On the topmost terrace sits a tepee (“We wanted the kids to have fun with the garden,” says Beth) and an elegant green chicken house. Ken, a principal with the High Street Holdings investment firm, had just read a magazine article on how chickens cut waste by eating unused produce. “There is also the incredible luxury of having fresh eggs,” he says. “Lots of people we know have gotten chickens after seeing ours.”
After living through Chicago freezes and London chills, Beth was enamored of what could grow in California, although she wasn’t as positive about Los Angeles, finding the car-bound existence unnatural. But now that she has her thriving garden, she’s crazy about the place. “It’s made me fall in love with L.A.,” she says. “Because of it, I understand that we do have seasons.”
Landscape Architect: Isabelle Greene
Behind this California native’s gardens is an artful mind. Here’s some of her work:
Illusion: “The name of this piece comes from the fact that it is a little hard to tell what is skin and flesh and what is cushion and seating”
Overpass At Las Positas: “I had just taken up printmaking and was smitten by the simplicity of Japanese prints. So I tried it out.”
Foothills, Challenged: “I had not touched my oils for decades. My friend challenged me to open my dormant set and start painting.”
Garden Designer: John Lyons
His mission? Making the move from garden to kitchen a matter of minutes
The chicory in the Karmins’ vegetable patch—practically a mini estate—is a vision in blue. The bees mob it, as they do the holy basil, which pleases John Lyons, who created the stone-edged beds and cares for the teeming kale and cabbages and peppers and pumpkins within (see him at work in this video). He grows several vegetables from seed, including unusual varieties sent from Italy by his sister, such as the light green Genovese squash. There’s so much organic produce that the Karmins’ cook, Willard Sterling, never wants for ingredients. As part of the services Lyons offers through his company, the Woven Garden, he weekly trims back the ailing, hand waters the few plants that need it, and stirs the compost pile, which contains manure from the stables where he keeps his horse.
In the early 1990s, Lyons left his native Ireland for New York, where he created one of the first roof gardens in Gotham. “He’s a nutter, this one,” Lyons recalls his neighbors thinking of that early urban farm. He moved to L.A. in 1998, where he ran an actors’ agency for seven years “until I was paroled for good behavior.” He returned to his youthful passion for the land and honed his skills as a designer and overseer of edible and native gardens.
He knows how to attract beneficial insects and makes the most of the weather as he rotates crops.
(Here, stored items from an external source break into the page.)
//! Verse Identity Layer
//!
//! Identity tokens, identity-bearing object handles and the identity-keyed
//! lazy cache that verses are built on.
//!
//! # Overview
//!
//! - **Identity**: process-unique, never-reused key for an object
//! - **Obj / AnyObj**: shared handles compared by identity, never by value
//! - **WeakObj**: non-owning handle used to track whether an original lives
//! - **IdentityCache**: at-most-once lazy creation per identity
//!
//! # Example
//!
//! ```rust
//! use verse_identity::{IdentityCache, Obj};
//!
//! let cache = IdentityCache::new();
//! let a = Obj::new(10_i64);
//! let b = Obj::new(10_i64); // equal value, distinct identity
//!
//! let for_a = cache.get_or_insert_with(&a, || "for a").unwrap();
//! let for_b = cache.get_or_insert_with(&b, || "for b").unwrap();
//! assert_ne!(for_a, for_b);
//! ```

#![warn(missing_docs)]
#![warn(unreachable_pub)]

pub mod cache;
pub mod error;
pub mod identity;
pub mod object;

// Re-exports
pub use cache::{CacheStats, IdentityCache};
pub use error::{CacheError, CacheResult};
pub use identity::{Identified, Identity};
pub use object::{AnyObj, Handle, Obj, Object, WeakObj};

/// Version of this crate
pub const VERSION: &str = env!("CARGO_PKG_VERSION");
//! Identity tokens
//!
//! Provides [`Identity`], the process-unique key every original object is
//! cached under, and the [`Identified`] trait for types that carry one.

use std::fmt::{self, Display, Formatter};
use std::num::NonZeroU64;
use std::sync::atomic::{AtomicU64, Ordering};

/// Next identity to hand out. Starts at 1 so tokens fit a `NonZeroU64`.
static NEXT_IDENTITY: AtomicU64 = AtomicU64::new(1);

/// Stable, never-reused identity token
///
/// Two handles compare equal by identity only if they were cloned from the
/// same allocation. Value-equal objects created separately always receive
/// distinct identities.
#[derive(Debug, Clone, Copy, PartialEq, Eq, PartialOrd, Ord, Hash)]
pub struct Identity(NonZeroU64);

impl Identity {
    /// Allocate a fresh identity
    ///
    /// # Panics
    /// Panics if the 64-bit identity space is exhausted.
    #[inline]
    #[must_use]
    pub fn fresh() -> Self {
        let raw = NEXT_IDENTITY.fetch_add(1, Ordering::Relaxed);
        match NonZeroU64::new(raw) {
            Some(id) => Self(id),
            None => panic!("identity space exhausted"),
        }
    }

    /// Raw token value
    #[inline]
    #[must_use]
    pub fn get(self) -> u64 {
        self.0.get()
    }
}

impl Display for Identity {
    fn fmt(&self, f: &mut Formatter<'_>) -> fmt::Result {
        write!(f, "#{}", self.0)
    }
}

/// Anything that can be used as an identity-keyed cache key
///
/// Implemented by [`Obj`](crate::Obj) and [`AnyObj`](crate::AnyObj). Types
/// that already carry a stable unique id of their own may implement it
/// directly, as long as two distinct objects never report the same identity.
pub trait Identified {
    /// The identity this object is keyed under
    fn identity(&self) -> Identity;
}

impl Identified for Identity {
    #[inline]
    fn identity(&self) -> Identity {
        *self
    }
}
//! Verses
//!
//! Provides [`Verse`], a creation rule together with the identity-keyed cache
//! of every parallel object that rule has produced.
//!
//! # Lifecycle
//!
//! An association `(verse, original, parallel)` appears the first time the
//! original is looked up and never changes afterwards. It goes away when the
//! verse is dropped, or when [`Verse::prune`] is called after the original has
//! been dropped everywhere else.
//!
//! Parallel objects are held strongly. Originals are held only through a weak
//! handle, but a parallel object that keeps its original (as derived handles
//! do) keeps it alive for as long as the verse lives.
//!
//! A derived parallel object reports the original it was produced from. When
//! that original is itself a parallel object of another verse, it is the one
//! reported; the root of the chain is one `self_reference` per hop away.

use crate::config::VerseConfig;
use crate::error::VerseResult;
use crate::rule::{CreationRule, FnRule};
use std::fmt::{self, Debug, Formatter};
use verse_identity::{AnyObj, CacheStats, Handle, Identified, Identity, IdentityCache, WeakObj};

/// One cached `(original, parallel)` pair
#[derive(Clone)]
struct Association<P> {
    original: WeakObj,
    parallel: P,
}

/// A namespace producing at most one parallel object per original
///
/// # Example
/// ```
/// use verse_core::{Bridge, Verse, VerseResult};
/// use verse_identity::{AnyObj, Obj};
///
/// let shouting = Verse::from_fn(|original: &AnyObj| -> VerseResult<Obj<String>> {
///     let text = format!("{:?}", original.value()).to_uppercase();
///     Ok(Obj::derived(text, original))
/// });
///
/// let word = Obj::new("hello");
/// let loud = word.bridge_to(&shouting).unwrap();
///
/// assert_eq!(loud.as_str(), "\"HELLO\"");
/// assert_eq!(word.bridge_to(&shouting).unwrap(), loud);
/// ```
pub struct Verse<R: CreationRule> {
    id: Identity,
    name: String,
    rule: R,
    associations: IdentityCache<Association<R::Parallel>>,
}

impl<R: CreationRule> Verse<R> {
    /// Create verse with default configuration
    #[inline]
    #[must_use]
    pub fn new(rule: R) -> Self {
        Self::with_config(rule, VerseConfig::default())
    }

    /// Create verse with explicit configuration
    #[must_use]
    pub fn with_config(rule: R, config: VerseConfig) -> Self {
        let id = Identity::fresh();
        let name = config.name.unwrap_or_else(|| format!("verse{id}"));
        tracing::debug!(verse = %name, %id, "verse created");

        Self {
            id,
            name,
            rule,
            associations: IdentityCache::with_capacity(config.initial_capacity),
        }
    }

    /// Get the parallel object for `original`, producing it on first access
    ///
    /// Idempotent: every call for the same original returns the same parallel
    /// object, and the rule runs once.
    ///
    /// # Errors
    /// - [`VerseError::CyclicCreation`](crate::VerseError::CyclicCreation) if
    ///   called for `original` from within its own creation
    /// - Any error from the creation rule; nothing is cached in that case
    pub fn lookup_or_create(&self, original: &(impl Handle + ?Sized)) -> VerseResult<R::Parallel> {
        let original = original.to_any();

        let association = self.associations.get_or_try_insert_with(&original, || {
            match self.rule.produce(&original) {
                Ok(parallel) => {
                    tracing::debug!(
                        verse = %self.name,
                        original = %original.identity(),
                        original_type = original.value_type_name(),
                        "parallel object created"
                    );
                    Ok(Association {
                        original: original.downgrade(),
                        parallel,
                    })
                }
                Err(err) => {
                    tracing::warn!(
                        verse = %self.name,
                        original = %original.identity(),
                        error = %err,
                        "creation rule failed"
                    );
                    Err(err)
                }
            }
        })?;

        Ok(association.parallel)
    }

    /// Get the parallel object for `original` if it was already produced
    #[inline]
    #[must_use]
    pub fn get(&self, original: &impl Identified) -> Option<R::Parallel> {
        self.associations.get(original).map(|association| association.parallel)
    }

    /// Check if a parallel object exists for `original`
    #[inline]
    #[must_use]
    pub fn contains(&self, original: &impl Identified) -> bool {
        self.associations.contains(original)
    }

    /// Drop associations whose original has no strong handle left
    ///
    /// Never called implicitly. Returns the number of associations removed.
    pub fn prune(&self) -> usize {
        let removed = self
            .associations
            .retain(|_, association| association.original.is_alive());
        tracing::debug!(verse = %self.name, removed, "pruned associations");
        removed
    }

    /// Verse identity
    #[inline]
    #[must_use]
    pub fn id(&self) -> Identity {
        self.id
    }

    /// Verse name
    #[inline]
    #[must_use]
    pub fn name(&self) -> &str {
        &self.name
    }

    /// The creation rule
    #[inline]
    #[must_use]
    pub fn rule(&self) -> &R {
        &self.rule
    }

    /// Number of associations
    #[inline]
    #[must_use]
    pub fn len(&self) -> usize {
        self.associations.len()
    }

    /// Check if no association exists yet
    #[inline]
    #[must_use]
    pub fn is_empty(&self) -> bool {
        self.associations.is_empty()
    }

    /// Association cache statistics
    #[inline]
    #[must_use]
    pub fn stats(&self) -> CacheStats {
        self.associations.stats()
    }
}

impl<F, P> Verse<FnRule<F, P>>
where
    F: Fn(&AnyObj) -> VerseResult<P> + Send + Sync,
    P: Clone + Send + Sync,
{
    /// Create verse whose creation rule is a closure
    #[inline]
    #[must_use]
    pub fn from_fn(f: F) -> Self {
        Self::new(FnRule::new(f))
    }
}

impl<R: CreationRule + Default> Default for Verse<R> {
    fn default() -> Self {
        Self::new(R::default())
    }
}

impl<R: CreationRule> Identified for Verse<R> {
    #[inline]
    fn identity(&self) -> Identity {
        self.id
    }
}

impl<R: CreationRule> Debug for Verse<R> {
    fn fmt(&self, f: &mut Formatter<'_>) -> fmt::Result {
        f.debug_struct("Verse")
            .field("id", &self.id)
            .field("name", &self.name)
            .field("stats", &self.stats())
            .finish_non_exhaustive()
    }
}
This year’s hot winter was a challenge, stimulating plant growth far earlier than normal.
An expert beekeeper, Lyons talked to the Karmins about adding hives and lobbied as well for domestic fowl. When the Karmins opted for chickens, he picked the Australorp and the Ameraucana for their hardiness and friendliness. He’s also planted zinnias throughout, not because they’re a gardener’s best friend but because Beth loves them.